Ogilvy did it. The Federal Reserve did, too. Cities like San Francisco and Chicago have done it. Even Philadelphia. They’ve all seen the value in hiring someone to help them interpret the increasing amount of data at their fingertips to cut costs, anticipate trouble, and plan for the future. Should you follow suit?

The year 2012 produced more than 2.8 zettabytes of data. That’s 21 zeroes after the number. Big Data, indeed. That number is expected to double by 2015. For the past five to 10 years, the CTO and the CIO managed that data. What started as a 10K race, however, has become a marathon, climbing up the mountain of Big Data.

As information supporting a complex, tailored, microsecond customer response has become critical to sales and profitability, data has transformed into the currency of marketing.
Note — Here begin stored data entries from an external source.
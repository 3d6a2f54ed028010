//! Configuration constants.
//!
//! This module defines the defaults used throughout the detector: timeouts,
//! size limits, keyword and feed limits.

/// Page and feed fetch timeout in seconds.
/// Kept short so a single slow origin cannot stall the serving layer.
pub const DEFAULT_TIMEOUT_SECS: u64 = 3;

/// TCP connection timeout in seconds.
/// Never longer than the overall request timeout.
pub const TCP_CONNECT_TIMEOUT_SECS: u64 = 3;

/// Number of `<item>` elements read from a search feed.
pub const DEFAULT_FEED_ITEM_LIMIT: usize = 3;

/// Number of keywords kept from the page description or title.
pub const DEFAULT_KEYWORD_COUNT: usize = 3;

/// Minimum keyword length in characters (words must be strictly longer than 3).
pub const DEFAULT_MIN_KEYWORD_LEN: usize = 4;

/// Maximum number of redirect hops followed before the served page is read.
pub const MAX_REDIRECT_HOPS: usize = 1;

/// Default port of the portal HTTP service.
pub const DEFAULT_SERVICE_PORT: u16 = 4900;

/// Maximum URL length (2048 characters), matching common browser and server limits.
pub const MAX_URL_LENGTH: usize = 2048;

/// Default User-Agent string for HTTP requests.
///
/// Users can override this via the `--user-agent` CLI flag.
pub const DEFAULT_USER_AGENT: &str =
    "Mozilla/5.0 (Windows NT 10.0; Win64; x64) AppleWebKit/537.36 (KHTML, like Gecko) Chrome/131.0.0.0 Safari/537.36";

// Response and body size limits
/// Maximum response body size in bytes (2MB)
/// Responses larger than this are skipped to prevent memory exhaustion
pub const MAX_RESPONSE_BODY_SIZE: usize = 2 * 1024 * 1024;

/// Maximum HTML preview length in characters for debug logging
pub const MAX_HTML_PREVIEW_CHARS: usize = 200;

/// Finding types that identify a content-management system.
pub const CMS_TYPES: &[&str] = &["cms", "cms,blogs"];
The role of the CIO broadened literally overnight, owing in part to the huge value found in the storage, processing, and exposure of customer-specific pertinent data.
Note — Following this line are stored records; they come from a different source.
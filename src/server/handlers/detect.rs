//! Detection handlers.

use axum::extract::{Path, State};
use axum::Form;
use axum::Json;
use serde_json::{json, Value};
use std::sync::atomic::Ordering;

use super::super::types::{DetectForm, ServerState};

/// Runs a detection report for the posted `url` form field.
///
/// Always answers `200`: the report as JSON, or `{}` when nothing could be detected.
pub async fn detect_handler(
    State(state): State<ServerState>,
    Form(form): Form<DetectForm>,
) -> Json<Value> {
    state.requests.fetch_add(1, Ordering::SeqCst);

    let report = state.detector.report(&form.url).await;
    let body = report.and_then(|report| match serde_json::to_value(&report) {
        Ok(value) => Some(value),
        Err(e) => {
            log::error!("Failed to serialize report for {}: {}", form.url, e);
            None
        }
    });

    match body {
        Some(value) => Json(value),
        None => {
            state.empty_results.fetch_add(1, Ordering::SeqCst);
            Json(json!({}))
        }
    }
}

/// Same as `detect_handler`; the path segment is accepted and ignored.
pub async fn detect_with_path_handler(
    state: State<ServerState>,
    Path(_segment): Path<String>,
    form: Form<DetectForm>,
) -> Json<Value> {
    detect_handler(state, form).await
}
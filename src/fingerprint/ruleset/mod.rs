//! Fingerprint ruleset loading.
//!
//! This module handles:
//! - Loading technologies from a local JSON file or directory
//! - Loading the category table from categories.json

mod categories;
mod local;

use std::path::Path;

use crate::error_handling::RulesetError;
use crate::fingerprint::models::Ruleset;

use categories::load_categories_from_path;
use local::load_from_path;

const CATEGORIES_FILE: &str = "categories.json";

/// Loads a Wappalyzer-format ruleset from a file or directory.
///
/// # Errors
///
/// Returns `RulesetError` if the technologies (or an existing categories.json)
/// cannot be read or parsed.
pub async fn load_ruleset(path: &Path) -> Result<Ruleset, RulesetError> {
    let technologies = load_from_path(path).await?;
    let categories = load_categories_from_path(path).await?;

    log::info!(
        "Loaded {} technologies from {}",
        technologies.len(),
        path.display()
    );

    Ok(Ruleset {
        technologies,
        categories,
    })
}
The enormous task of finding the right data, and tailoring it to deliver a refined customer message, must be completed in milliseconds. Traversing that mountain of information, built with row upon row of millions of individuals, each with hundreds of columns of interaction points, requires an intelligent data interpretation route, navigated and prepared for customers before they click. Technology’s progress, however, is governed by the speed of marketing.

Software can help companies find that best route to refined response. Adobe has gone through exercises in the cloud to match problems with solutions. Our latest marketing cloud technologies help customers save time, provide quicker insight, and assist in delivering appropriate products, right now. That said, there is an element owned by the companies themselves, where boots on the ground, within the company, must inject some of their own DNA, training their marketing principals and technology teams to find the data route that delivers. Enter the chief data officer (CDO).
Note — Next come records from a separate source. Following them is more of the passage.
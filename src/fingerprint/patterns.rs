//! Pattern matching utilities for technology detection.
//!
//! This module supports Wappalyzer pattern syntax:
//! - A case-insensitive regular expression (an empty one matches anything)
//! - Optional tags after `\;`, e.g. `\;version:\1` or `\;confidence:50`
//! - Version templates with back-references (`\1`) and ternaries (`\1?yes:no`)

use regex::{Captures, Regex, RegexBuilder};
use std::collections::HashMap;

/// A compiled Wappalyzer pattern.
#[derive(Debug, Clone)]
pub(crate) struct Pattern {
    regex: Regex,
    version: Option<String>,
}

/// Result of matching a pattern against a value.
#[derive(Debug, Clone, Default, PartialEq, Eq)]
pub(crate) struct PatternMatch {
    pub(crate) matched: bool,
    pub(crate) version: Option<String>,
}

impl PatternMatch {
    fn miss() -> Self {
        Self::default()
    }
}

impl Pattern {
    /// Compiles a raw pattern. Returns `None` (after logging) when the regex does not compile.
    pub(crate) fn parse(raw: &str) -> Option<Self> {
        let mut parts = raw.split("\\;");
        let expr = parts.next().unwrap_or_default();

        // Only the version tag affects matching; confidence is ignored
        let version = parts.find_map(|tag| tag.strip_prefix("version:").map(str::to_string));

        match RegexBuilder::new(expr)
            .case_insensitive(true)
            .size_limit(1 << 20)
            .build()
        {
            Ok(regex) => Some(Self { regex, version }),
            Err(e) => {
                log::debug!("Skipping pattern '{}': {}", raw, e);
                None
            }
        }
    }

    /// Matches the pattern against `text`, resolving the version template if present.
    pub(crate) fn matches(&self, text: &str) -> PatternMatch {
        let Some(caps) = self.regex.captures(text) else {
            return PatternMatch::miss();
        };
        let version = self
            .version
            .as_deref()
            .and_then(|template| resolve_version(template, &caps));
        PatternMatch {
            matched: true,
            version,
        }
    }
}

/// Expands a version template against regex captures.
///
/// Higher group numbers are substituted first so `\1` never eats the prefix of `\10`.
fn resolve_version(template: &str, caps: &Captures<'_>) -> Option<String> {
    let mut version = template.to_string();
    for index in (1..caps.len()).rev() {
        let value = caps.get(index).map(|m| m.as_str()).unwrap_or_default();
        let marker = format!("\\{}", index);

        let ternary = format!("{}?", marker);
        if let Some(pos) = version.find(&ternary) {
            let rest = &version[pos + ternary.len()..];
            if let Some((yes, no)) = rest.split_once(':') {
                let chosen = if value.is_empty() { no } else { yes };
                version = format!("{}{}", &version[..pos], chosen);
            }
        }

        version = version.replace(&marker, value);
    }

    let version = version.trim();
    if version.is_empty() {
        None
    } else {
        Some(version.to_string())
    }
}

/// Runs each pattern against each value and returns the first match.
///
/// A match carrying a version wins over an earlier match without one.
pub(crate) fn first_match<'a, I>(patterns: &[Pattern], values: I) -> PatternMatch
where
    I: IntoIterator<Item = &'a str> + Clone,
{
    let mut found = PatternMatch::miss();
    for pattern in patterns {
        for value in values.clone() {
            let result = pattern.matches(value);
            if result.matched {
                if result.version.is_some() {
                    return result;
                }
                found.matched = true;
            }
        }
    }
    found
}

/// Checks meta tag patterns against extracted meta tags.
///
/// Keys may be prefixed (`property:og:site_name`, `http-equiv:x-generator`).
/// A bare key such as `generator` is tried as `name:`, `property:` and
/// `http-equiv:` in that order.
///
/// `meta_tags` maps `prefix:name` (lowercase) to every `content` value seen.
pub(crate) fn check_meta_patterns(
    meta_key: &str,
    patterns: &[Pattern],
    meta_tags: &HashMap<String, Vec<String>>,
) -> PatternMatch {
    let meta_key = meta_key.to_lowercase();

    let candidates: Vec<String> =
        if meta_key.starts_with("property:") || meta_key.starts_with("http-equiv:") {
            vec![meta_key]
        } else {
            ["name", "property", "http-equiv"]
                .iter()
                .map(|prefix| format!("{}:{}", prefix, meta_key))
                .collect()
        };

    let mut found = PatternMatch::miss();
    for key in &candidates {
        if let Some(values) = meta_tags.get(key) {
            let result = first_match(patterns, values.iter().map(String::as_str));
            if result.version.is_some() {
                return result;
            }
            found.matched |= result.matched;
        }
    }
    found
}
Shawn Banerji, technology advisor at senior executive search firm Russell Reynolds Associates, believes that the current percentage of Fortune 500 firms employing a CDO will rise to about 50 percent by 2015; it currently hovers around just 5 percent. The actual role of that C-suite title, however, is still varied and elusive, ranging from an extension of the CIO to a direct link to the CEO, working side by side to develop data interpretation strategy.

In agreement with Mr. Banerji, I believe those firms capitalizing on data to drive and deliver an enriched customer experience will succeed, supported by the advantages  provided by a CDO. As Big Data gets bigger, expect the need for an intuitive, intelligent CDO to keep pace.